Ferro-Pyro-Phototronic Effect in Monocrystalline 2D Ferroelectric Perovskite for High-Sensitive, Self-Powered, and Stable Ultraviolet Photodetector

2D hybrid perovskite ferroelectrics have drawn great attention in the field of photodetection, because the spontaneous polarization-induced built-in electric field can separate electron-hole pairs, and makes self-powered photodetection possible. However, most of the 2D hybrid perovskitebased photodetectors focused on the detection of visible light, and only a few reports realized the self-powered and sensitive ultraviolet (UV) detection using wide bandgap hybrid perovskites. Here, 2D ferroelectric PMA(2)PbCl(4) monocrystalline microbelt (MMB)-based PDs are demonstrated.
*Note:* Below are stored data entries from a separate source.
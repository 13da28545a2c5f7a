//! Cadence Core Library
//!
//! Shared functionality for the Cadence recurring-obligation tracker:
//! - Database access and migrations
//! - Deterministic pattern discovery (grouping, cluster splitting, the
//!   ten-stage engine, idempotent persistence)
//! - Runtime matching of new transactions against expected obligations,
//!   with lazy miss detection and state degradation
//! - Obligation arithmetic (tolerance windows, rolls, forecast ranges)
//! - Per-user and per-key serialisation primitives
//! - Pluggable pattern summariser adapter

pub mod db;
pub mod discovery;
pub mod error;
pub mod locks;
pub mod matcher;
pub mod models;
pub mod obligation;
pub mod summarise;

pub use db::{Database, NewObligation, TransactionInsertResult};
pub use discovery::{
    DiscoveredPattern, DiscoveryConfig, DiscoveryFilters, DiscoveryOutcome, PatternCandidate,
    PatternDiscovery, SkipReason,
};
pub use error::{Error, Result};
pub use locks::{KeyedLocks, MatchKey, SingleFlight};
pub use matcher::{spawn_match, MatchConfig, MatchOutcome, TransactionMatcher};
pub use summarise::{NoopSummariser, PatternSummariser, TemplateSummariser};
//! Obligation lifecycle operations and the dead-letter store
//!
//! Obligation transitions for one pattern are strictly linearly ordered:
//! the pending `expected` row is always resolved to `fulfilled` or `missed`
//! before the next one is created, and both composite operations here do
//! the resolve-and-roll inside a single transaction.

use std::str::FromStr;

use chrono::{Duration, NaiveDate, Utc};
use rusqlite::{params, OptionalExtension, Row};
use rust_decimal::Decimal;
use tracing::{debug, warn};

use super::patterns::PATTERN_COLUMNS;
use super::{format_datetime, parse_amount, parse_datetime, Database};
use crate::error::{Error, Result};
use crate::models::{DeadLetter, Obligation, ObligationStatus, Pattern, PatternStatus, Transaction};

/// Fields for rolling the next expected obligation
#[derive(Debug, Clone)]
pub struct NewObligation {
    pub expected_date: NaiveDate,
    pub tolerance_days: i64,
    pub expected_min_amount: Option<Decimal>,
    pub expected_max_amount: Option<Decimal>,
}

const OBLIGATION_COLUMNS: &str = "id, pattern_id, expected_date, tolerance_days, expected_min_amount, \
     expected_max_amount, status, fulfilled_by_transaction_id, fulfilled_at, days_early, created_at";

fn row_to_obligation(row: &Row<'_>) -> rusqlite::Result<Obligation> {
    let expected_str: String = row.get(2)?;
    let min_str: Option<String> = row.get(4)?;
    let max_str: Option<String> = row.get(5)?;
    let status_str: String = row.get(6)?;
    let fulfilled_at_str: Option<String> = row.get(8)?;
    let created_str: String = row.get(10)?;

    Ok(Obligation {
        id: row.get(0)?,
        pattern_id: row.get(1)?,
        expected_date: super::parse_date(&expected_str).unwrap_or_default(),
        tolerance_days: row.get(3)?,
        expected_min_amount: min_str.map(|s| parse_amount(&s)),
        expected_max_amount: max_str.map(|s| parse_amount(&s)),
        status: ObligationStatus::from_str(&status_str).unwrap_or(ObligationStatus::Expected),
        fulfilled_by_transaction_id: row.get(7)?,
        fulfilled_at: fulfilled_at_str.map(|s| parse_datetime(&s)),
        days_early: row.get(9)?,
        created_at: parse_datetime(&created_str),
    })
}

fn insert_obligation(tx: &rusqlite::Transaction<'_>, pattern_id: i64, next: &NewObligation) -> rusqlite::Result<i64> {
    tx.execute(
        r#"
        INSERT INTO obligations
            (pattern_id, expected_date, tolerance_days,
             expected_min_amount, expected_max_amount, status)
        VALUES (?, ?, ?, ?, ?, 'expected')
        "#,
        params![
            pattern_id,
            next.expected_date.to_string(),
            next.tolerance_days,
            next.expected_min_amount.map(|a| a.to_string()),
            next.expected_max_amount.map(|a| a.to_string()),
        ],
    )?;
    Ok(tx.last_insert_rowid())
}

impl Database {
    /// Get an obligation by id
    pub fn get_obligation(&self, id: i64) -> Result<Option<Obligation>> {
        let conn = self.conn()?;
        let result = conn
            .query_row(
                &format!("SELECT {} FROM obligations WHERE id = ?", OBLIGATION_COLUMNS),
                params![id],
                row_to_obligation,
            )
            .optional()?;
        Ok(result)
    }

    /// The pending `expected` obligation for a pattern, if any
    ///
    /// At rest there is exactly one; the earliest wins if an inconsistency
    /// ever produces more.
    pub fn pending_obligation(&self, pattern_id: i64) -> Result<Option<Obligation>> {
        let conn = self.conn()?;
        let result = conn
            .query_row(
                &format!(
                    "SELECT {} FROM obligations \
                     WHERE pattern_id = ? AND status = 'expected' \
                     ORDER BY expected_date ASC, id ASC LIMIT 1",
                    OBLIGATION_COLUMNS
                ),
                params![pattern_id],
                row_to_obligation,
            )
            .optional()?;
        Ok(result)
    }

    /// Obligation history for a pattern, newest first
    pub fn list_obligations(
        &self,
        pattern_id: i64,
        status: Option<ObligationStatus>,
        limit: i64,
    ) -> Result<Vec<Obligation>> {
        let conn = self.conn()?;

        let obligations = if let Some(status) = status {
            let mut stmt = conn.prepare(&format!(
                "SELECT {} FROM obligations WHERE pattern_id = ? AND status = ? \
                 ORDER BY expected_date DESC, id DESC LIMIT ?",
                OBLIGATION_COLUMNS
            ))?;
            let rows = stmt
                .query_map(params![pattern_id, status.as_str(), limit], row_to_obligation)?
                .collect::<std::result::Result<Vec<_>, _>>()?;
            rows
        } else {
            let mut stmt = conn.prepare(&format!(
                "SELECT {} FROM obligations WHERE pattern_id = ? \
                 ORDER BY expected_date DESC, id DESC LIMIT ?",
                OBLIGATION_COLUMNS
            ))?;
            let rows = stmt
                .query_map(params![pattern_id, limit], row_to_obligation)?
                .collect::<std::result::Result<Vec<_>, _>>()?;
            rows
        };

        Ok(obligations)
    }

    /// Pending obligations across a user's patterns due within `days`,
    /// soonest first; already-overdue rows are included
    pub fn upcoming_obligations(
        &self,
        user_id: i64,
        days: i64,
    ) -> Result<Vec<(Obligation, Pattern)>> {
        let cutoff = Utc::now().date_naive() + Duration::days(days);
        let conn = self.conn()?;

        let mut stmt = conn.prepare(&format!(
            "SELECT {}, {} FROM obligations o \
             JOIN patterns p ON p.id = o.pattern_id \
             WHERE p.user_id = ? AND o.status = 'expected' AND o.expected_date <= ? \
             ORDER BY o.expected_date ASC, o.id ASC",
            OBLIGATION_COLUMNS
                .split(", ")
                .map(|c| format!("o.{}", c))
                .collect::<Vec<_>>()
                .join(", "),
            PATTERN_COLUMNS
                .split(", ")
                .map(|c| format!("p.{}", c))
                .collect::<Vec<_>>()
                .join(", "),
        ))?;

        let rows = stmt
            .query_map(params![user_id, cutoff.to_string()], |row| {
                let obligation = row_to_obligation(row)?;
                let pattern = pattern_at_offset(row, 11)?;
                Ok((obligation, pattern))
            })?
            .collect::<std::result::Result<Vec<_>, _>>()?;

        Ok(rows)
    }

    /// Resolve the pending obligation as fulfilled and roll the next one
    ///
    /// One transaction covers the obligation transition, the link row, the
    /// streak update, the pattern status, and the rolled obligation. A
    /// successful match is also the recovery path: missed_count resets and
    /// paused/broken patterns return to active.
    pub fn apply_fulfilment(
        &self,
        pattern: &Pattern,
        obligation: &Obligation,
        transaction: &Transaction,
        next: &NewObligation,
    ) -> Result<Obligation> {
        let mut conn = self.conn()?;
        let tx = conn.transaction()?;
        let now = format_datetime(Utc::now());
        let days_early = (obligation.expected_date - transaction.date()).num_days();

        let changed = tx.execute(
            r#"
            UPDATE obligations SET
                status = 'fulfilled',
                fulfilled_by_transaction_id = ?,
                fulfilled_at = ?,
                days_early = ?
            WHERE id = ? AND status = 'expected'
            "#,
            params![transaction.id, now, days_early, obligation.id],
        )?;
        if changed == 0 {
            return Err(Error::Conflict(format!(
                "Obligation {} is no longer pending",
                obligation.id
            )));
        }

        tx.execute(
            "INSERT OR IGNORE INTO pattern_links (pattern_id, transaction_id) VALUES (?, ?)",
            params![pattern.id, transaction.id],
        )?;

        tx.execute(
            r#"
            UPDATE pattern_streaks SET
                current_streak = current_streak + 1,
                longest_streak = MAX(longest_streak, current_streak + 1),
                missed_count = 0,
                last_actual_date = ?,
                last_expected_date = ?,
                confidence_multiplier = MIN(1.0, confidence_multiplier + 0.05),
                updated_at = ?
            WHERE pattern_id = ?
            "#,
            params![
                transaction.date().to_string(),
                obligation.expected_date.to_string(),
                now,
                pattern.id,
            ],
        )?;

        tx.execute(
            "UPDATE patterns SET status = 'active', last_evaluated_at = ? WHERE id = ?",
            params![now, pattern.id],
        )?;

        let next_id = insert_obligation(&tx, pattern.id, next)?;
        tx.commit()?;

        debug!(
            pattern_id = pattern.id,
            obligation_id = obligation.id,
            transaction_id = transaction.id,
            days_early,
            "Obligation fulfilled"
        );

        self.get_obligation(next_id)?
            .ok_or_else(|| Error::Fatal(format!("Obligation {} vanished after commit", next_id)))
    }

    /// Resolve the pending obligation as missed and roll the next one
    ///
    /// The caller decides the degraded pattern status from the new miss
    /// count; streak counters and the confidence multiplier decay here.
    pub fn apply_miss(
        &self,
        pattern_id: i64,
        obligation_id: i64,
        new_status: PatternStatus,
        next: &NewObligation,
    ) -> Result<Obligation> {
        let mut conn = self.conn()?;
        let tx = conn.transaction()?;
        let now = format_datetime(Utc::now());

        let changed = tx.execute(
            "UPDATE obligations SET status = 'missed' WHERE id = ? AND status = 'expected'",
            params![obligation_id],
        )?;
        if changed == 0 {
            return Err(Error::Conflict(format!(
                "Obligation {} is no longer pending",
                obligation_id
            )));
        }

        tx.execute(
            r#"
            UPDATE pattern_streaks SET
                missed_count = missed_count + 1,
                current_streak = 0,
                confidence_multiplier = MAX(0.0, confidence_multiplier - 0.15),
                updated_at = ?
            WHERE pattern_id = ?
            "#,
            params![now, pattern_id],
        )?;

        tx.execute(
            "UPDATE patterns SET status = ?, last_evaluated_at = ? WHERE id = ?",
            params![new_status.as_str(), now, pattern_id],
        )?;

        let next_id = insert_obligation(&tx, pattern_id, next)?;
        tx.commit()?;

        debug!(
            pattern_id,
            obligation_id,
            status = new_status.as_str(),
            "Obligation missed"
        );

        self.get_obligation(next_id)?
            .ok_or_else(|| Error::Fatal(format!("Obligation {} vanished after commit", next_id)))
    }

    /// Create a replacement obligation for a pattern that lost its pending
    /// one; logs the repair
    pub fn create_repair_obligation(
        &self,
        pattern_id: i64,
        next: &NewObligation,
    ) -> Result<Obligation> {
        let mut conn = self.conn()?;
        let tx = conn.transaction()?;
        let next_id = insert_obligation(&tx, pattern_id, next)?;
        tx.commit()?;

        warn!(
            pattern_id,
            expected_date = %next.expected_date,
            "Repaired pattern without a pending obligation"
        );

        self.get_obligation(next_id)?
            .ok_or_else(|| Error::Fatal(format!("Obligation {} vanished after commit", next_id)))
    }

    /// Cancel every pending obligation of a pattern (soft archive path)
    pub fn cancel_pending_obligations(&self, pattern_id: i64) -> Result<usize> {
        let conn = self.conn()?;
        let changed = conn.execute(
            "UPDATE obligations SET status = 'cancelled' WHERE pattern_id = ? AND status = 'expected'",
            params![pattern_id],
        )?;
        Ok(changed)
    }

    // ========== Dead letters ==========

    /// Record matcher work that exhausted its retry budget; never dropped
    pub fn record_dead_letter(
        &self,
        transaction_id: i64,
        attempts: i64,
        last_error: &str,
    ) -> Result<i64> {
        let conn = self.conn()?;
        conn.execute(
            "INSERT INTO dead_letters (transaction_id, attempts, last_error) VALUES (?, ?, ?)",
            params![transaction_id, attempts, last_error],
        )?;
        Ok(conn.last_insert_rowid())
    }

    /// List dead letters, newest first
    pub fn list_dead_letters(&self, limit: i64) -> Result<Vec<DeadLetter>> {
        let conn = self.conn()?;
        let mut stmt = conn.prepare(
            "SELECT id, transaction_id, attempts, last_error, created_at \
             FROM dead_letters ORDER BY id DESC LIMIT ?",
        )?;
        let rows = stmt
            .query_map(params![limit], |row| {
                let created_str: String = row.get(4)?;
                Ok(DeadLetter {
                    id: row.get(0)?,
                    transaction_id: row.get(1)?,
                    attempts: row.get(2)?,
                    last_error: row.get(3)?,
                    created_at: parse_datetime(&created_str),
                })
            })?
            .collect::<std::result::Result<Vec<_>, _>>()?;
        Ok(rows)
    }
}

/// Map the pattern half of a joined obligation+pattern row
fn pattern_at_offset(row: &Row<'_>, o: usize) -> rusqlite::Result<Pattern> {
    use crate::models::{AmountBehaviour, Direction, PatternCase};

    let direction_str: String = row.get(o + 3)?;
    let case_str: String = row.get(o + 6)?;
    let behaviour_str: String = row.get(o + 7)?;
    let representative_str: String = row.get(o + 8)?;
    let min_str: String = row.get(o + 9)?;
    let max_str: String = row.get(o + 10)?;
    let hint: Option<i64> = row.get(o + 11)?;
    let status_str: String = row.get(o + 12)?;
    let last_evaluated_str: String = row.get(o + 16)?;
    let created_str: String = row.get(o + 17)?;

    Ok(Pattern {
        id: row.get(o)?,
        user_id: row.get(o + 1)?,
        payee_id: row.get(o + 2)?,
        direction: Direction::from_str(&direction_str).unwrap_or(Direction::Debit),
        currency_id: row.get(o + 4)?,
        interval_days: row.get(o + 5)?,
        pattern_case: PatternCase::from_str(&case_str).unwrap_or(PatternCase::CustomInterval),
        amount_behaviour: AmountBehaviour::from_str(&behaviour_str)
            .unwrap_or(AmountBehaviour::Variable),
        representative_amount: parse_amount(&representative_str),
        amount_min: parse_amount(&min_str),
        amount_max: parse_amount(&max_str),
        day_of_month_hint: hint.map(|h| h as u32),
        status: PatternStatus::from_str(&status_str).unwrap_or(PatternStatus::Active),
        confidence: row.get(o + 13)?,
        detection_version: row.get(o + 14)?,
        annotation: row.get(o + 15)?,
        last_evaluated_at: parse_datetime(&last_evaluated_str),
        created_at: parse_datetime(&created_str),
    })
}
By using the ferro-pyro-phototronic effect, the self-powered Ag/Bi/2D PMA(2)PbCl(4) MMB/Bi/Ag PDs show a high photoresponsivity up to 9 A/W under 320 nm laser illumination, which is much higher than those of previously reported self-powered UV PDs. Compared with responsivity induced by the photovoltaic effect, the responsivity induced by the ferro-pyro-phototronic effect is 128 times larger. The self-powered PD also shows fast response and recovery speed, with the rise time and fall time of 162 and 226 mu s, respectively. More importantly, the 2D PMA(2)PbCl(4) MMB-based PDs with Bi/Ag electrode exhibit significant stability when subjected to high humidity, continuous laser illumination, and thermal conditions. Our findings would shed light on the ferro-pyro-phototronic-effect-based devices, and provide a good method for high-performance UV detection.

Automated summary

2D hybrid perovskite ferroelectrics have shown promising results in self-powered UV photodetection, with high responsivity and fast response time. The ferro-pyro-phototronic effect in the 2D PMA(2)PbCl(4) MMB-based photodetectors leads to significantly improved performance compared to photovoltaic-based detectors. These findings provide insights into the development of high-performance UV detection devices.